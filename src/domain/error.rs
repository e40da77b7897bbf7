//! Domain Error Types
//!
//! Business-rule violations, independent of storage and transport. Each
//! variant carries the offending rule's values so callers see exactly what
//! was rejected. Domain errors are never retried.

use rust_decimal::Decimal;
use thiserror::Error;
use uuid::Uuid;

/// Command validation failures
#[derive(Debug, Error, Clone, PartialEq)]
pub enum DomainError {
    /// Withdrawal or transfer exceeds the available balance
    #[error("Insufficient funds: balance {balance}, requested {requested}")]
    InsufficientFunds { balance: Decimal, requested: Decimal },

    /// The account has been closed; only observation is allowed
    #[error("Account {account_id} is closed")]
    AccountClosed { account_id: Uuid },

    /// No events exist for the referenced account
    #[error("Account not found: {account_id}")]
    AccountNotFound { account_id: Uuid },

    /// An open command targeted an aggregate that already has history
    #[error("Account already exists: {account_id}")]
    AccountAlreadyExists { account_id: Uuid },

    /// Deposits and withdrawals must move a strictly positive amount
    #[error("Amount must be positive (got {amount})")]
    NonPositiveAmount { amount: Decimal },

    /// Opening balance may be zero but never negative
    #[error("Opening balance may not be negative (got {amount})")]
    NegativeOpeningBalance { amount: Decimal },

    /// Amount failed representational validation (scale, bound)
    #[error("Invalid amount: {0}")]
    InvalidAmount(String),

    /// Crediting would push the balance past the representable maximum
    #[error("Depositing {amount} would overflow the balance {balance}")]
    BalanceOverflow { balance: Decimal, amount: Decimal },

    /// Closing requires the balance to be exactly zero
    #[error("Account {account_id} still holds {balance}; close requires a zero balance")]
    BalanceNotZero { account_id: Uuid, balance: Decimal },

    /// A transfer must reference two distinct accounts
    #[error("Cannot transfer from account {account_id} to itself")]
    SameAccountTransfer { account_id: Uuid },
}

impl DomainError {
    /// Create an insufficient funds error
    pub fn insufficient_funds(balance: Decimal, requested: Decimal) -> Self {
        Self::InsufficientFunds { balance, requested }
    }

    /// True when retrying the same command against fresher state could
    /// still succeed. Domain rejections are final by definition, but a
    /// not-found can race with a concurrent open, which is why the command
    /// service re-reads before re-validating.
    pub fn is_final(&self) -> bool {
        !matches!(self, Self::AccountNotFound { .. })
    }
}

## DESCRIPTION OF THE TASK
Looking at the entries above, count the lines that hold the string "Uuid" and reply with the count alone.

## SOLUTION TO THIS PROBLEM
6